8. Love in a Convertible
Heinz Meixner, an Austrian working in East Berlin, came up with a plan to get his girlfriend out of the country. He rented a small convertible and removed the front windshield. He then lowered the air on all the tires. With his German sweetie beside him, Heinz drove to the Checkpoint Charlie border. At the inspection point, Heinz was briefly detained before he stepped on the gas, sliding easily underneath the lowered gate crossing and into West Berlin. Part of the deal to get his girlfriend out was that her mother accompanies them. His future mother-in-law was smuggled across in the trunk of the car. 


7.  Guard Duty
1,300 guards skipped over the border in the first two years of the wall's existence. One of most famous guards to do so was Conrad Schumann. He jumped the wall on its third day of construction, when the wall was just a line of razor wire.
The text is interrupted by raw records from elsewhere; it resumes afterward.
/*
 * This Source Code Form is subject to the terms of the Mozilla Public
 * License, v. 2.0. If a copy of the MPL was not distributed with this
 * file, You can obtain one at https://mozilla.org/MPL/2.0/.
 */

use clap::Parser;
use gambit::{Cli, Console};
use tracing_subscriber::EnvFilter;

fn main() {
    let cli = Cli::parse();

    // `RUST_LOG` wins over `--log-level`
    let filter =
        EnvFilter::try_from_default_env().unwrap_or_else(|_| EnvFilter::new(&cli.log_level));
    tracing_subscriber::fmt()
        .with_env_filter(filter)
        .with_writer(std::io::stderr)
        .init();

    let result = Console::new(&cli).and_then(|mut console| console.run());

    if let Err(e) = result {
        eprintln!("{} encountered an error: {e}", env!("CARGO_PKG_NAME"));
        std::process::exit(1);
    }
}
Peter Leibing immortalized Schumann’s jump. The iconic photograph is now a part of the UNESCO Memory of the World program. Sadly, Schumann, suffering from depression, took his own life nine years after the fall of the wall.

6. Tank You
Wolfgang Engels used a tank as a battering ram to facilitate his escape to West Berlin. Unfortunately, the wall was too much for the tank. But Engels wouldn't be stopped. Using the tank as a stepladder, he scaled the wall, only to get stuck on the barbed wire crown. After being shot twice, Engels passed out. After being helped by passer-bys on the Western side, Engels woke up in a bar and immediately noticed the Western liquor bottles on the shelves; He had made it!

5. Zippy
Holger Bethke followed in his brother's footsteps (see #9), when he escaped in 1983. But instead of a watery getaway, Holger took to the skies. Using a zip line, he descended from one of East Berlin's taller buildings to the ground in West Berlin.

4. Retirement Tunnel
In 1962, a dozen senior citizens escaped through a tunnel that they had dug themselves. The group was lead by an 81-year-old gentleman. The group had spent 16 days digging the tunnel that covered a distance of 160 feet. One of the impressive features of the escape route was that the entire tunnel had a height of six feet. When asked about the height, one of the escapees quipped: "(we wanted) to walk to freedom with our wives, comfortably and unbowed."



3. Playboy
Hugh Hefner was responsible for the freedom of more than a handful of East Germans. Apparently the Munich's Playboy Club issued membership cards that were incredibly similar to the passports used in West Germany. A quick flash of the Playboy membership often fooled border guards.

2. Balancing Act
One of most death-defying escapes was made by Horst Klein in 1963. Klein was an East German circus performer who used a high-tension cable to cross the expanse. Horst dangled 60 feet above the ground and moved hand over hand until he was over the wall. Unfortunately Horst had nowhere to properly dismount. He was forced to drop to his freedom.

1. Balloon Ride

Hans Strelczyk and Gunter Wetzel built a hot air balloon to carry their two families over the wall in 1979. The balloon portion was made of canvas scraps and bed sheets and the engine portion of old propane canisters. The balloon reached a height of 8,000 feet before sailing over the border. The flight lasted thirty minutes and was immortalized in the Disney film, Night Crossing.